Stored items:

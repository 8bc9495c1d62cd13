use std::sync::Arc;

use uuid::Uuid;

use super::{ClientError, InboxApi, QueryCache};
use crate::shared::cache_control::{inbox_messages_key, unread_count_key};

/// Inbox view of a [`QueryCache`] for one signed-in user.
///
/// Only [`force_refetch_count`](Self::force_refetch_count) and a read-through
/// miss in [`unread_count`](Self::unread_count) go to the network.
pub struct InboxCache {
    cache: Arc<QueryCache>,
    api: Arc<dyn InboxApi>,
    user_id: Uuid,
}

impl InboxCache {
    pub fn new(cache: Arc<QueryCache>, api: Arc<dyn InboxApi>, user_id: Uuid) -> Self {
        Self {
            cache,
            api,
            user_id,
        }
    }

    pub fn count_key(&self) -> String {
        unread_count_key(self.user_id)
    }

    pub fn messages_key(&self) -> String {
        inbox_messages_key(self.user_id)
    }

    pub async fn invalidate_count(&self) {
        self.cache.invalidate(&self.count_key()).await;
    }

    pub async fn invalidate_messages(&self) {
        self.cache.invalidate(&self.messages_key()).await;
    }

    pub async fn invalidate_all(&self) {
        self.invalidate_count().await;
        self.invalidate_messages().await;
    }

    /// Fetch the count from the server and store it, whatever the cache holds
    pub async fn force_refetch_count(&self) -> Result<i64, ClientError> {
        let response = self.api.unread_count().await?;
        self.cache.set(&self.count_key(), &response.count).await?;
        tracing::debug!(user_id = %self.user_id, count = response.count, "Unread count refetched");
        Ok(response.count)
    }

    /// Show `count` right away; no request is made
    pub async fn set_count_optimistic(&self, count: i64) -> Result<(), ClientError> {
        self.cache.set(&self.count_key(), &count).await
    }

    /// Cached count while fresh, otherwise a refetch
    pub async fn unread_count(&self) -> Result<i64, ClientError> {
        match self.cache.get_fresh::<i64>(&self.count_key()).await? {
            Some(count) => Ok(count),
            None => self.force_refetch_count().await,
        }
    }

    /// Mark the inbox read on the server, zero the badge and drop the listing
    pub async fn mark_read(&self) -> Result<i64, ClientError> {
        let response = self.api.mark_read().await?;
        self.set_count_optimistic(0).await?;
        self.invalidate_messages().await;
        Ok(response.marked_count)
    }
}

TO DO —
Set down the records again in full. Match them exactly.

WRITTEN SOLUTION —
repository 8bc9495c1d62cd13
use std::sync::Arc;

use uuid::Uuid;

use super::{ClientError, InboxApi, QueryCache};
use crate::shared::cache_control::{inbox_messages_key, unread_count_key};

/// Inbox view of a [`QueryCache`] for one signed-in user.
///
/// Only [`force_refetch_count`](Self::force_refetch_count) and a read-through
/// miss in [`unread_count`](Self::unread_count) go to the network.
pub struct InboxCache {
    cache: Arc<QueryCache>,
    api: Arc<dyn InboxApi>,
    user_id: Uuid,
}

impl InboxCache {
    pub fn new(cache: Arc<QueryCache>, api: Arc<dyn InboxApi>, user_id: Uuid) -> Self {
        Self {
            cache,
            api,
            user_id,
        }
    }

    pub fn count_key(&self) -> String {
        unread_count_key(self.user_id)
    }

    pub fn messages_key(&self) -> String {
        inbox_messages_key(self.user_id)
    }

    pub async fn invalidate_count(&self) {
        self.cache.invalidate(&self.count_key()).await;
    }

    pub async fn invalidate_messages(&self) {
        self.cache.invalidate(&self.messages_key()).await;
    }

    pub async fn invalidate_all(&self) {
        self.invalidate_count().await;
        self.invalidate_messages().await;
    }

    /// Fetch the count from the server and store it, whatever the cache holds
    pub async fn force_refetch_count(&self) -> Result<i64, ClientError> {
        let response = self.api.unread_count().await?;
        self.cache.set(&self.count_key(), &response.count).await?;
        tracing::debug!(user_id = %self.user_id, count = response.count, "Unread count refetched");
        Ok(response.count)
    }

    /// Show `count` right away; no request is made
    pub async fn set_count_optimistic(&self, count: i64) -> Result<(), ClientError> {
        self.cache.set(&self.count_key(), &count).await
    }

    /// Cached count while fresh, otherwise a refetch
    pub async fn unread_count(&self) -> Result<i64, ClientError> {
        match self.cache.get_fresh::<i64>(&self.count_key()).await? {
            Some(count) => Ok(count),
            None => self.force_refetch_count().await,
        }
    }

    /// Mark the inbox read on the server, zero the badge and drop the listing
    pub async fn mark_read(&self) -> Result<i64, ClientError> {
        let response = self.api.mark_read().await?;
        self.set_count_optimistic(0).await?;
        self.invalidate_messages().await;
        Ok(response.marked_count)
    }
}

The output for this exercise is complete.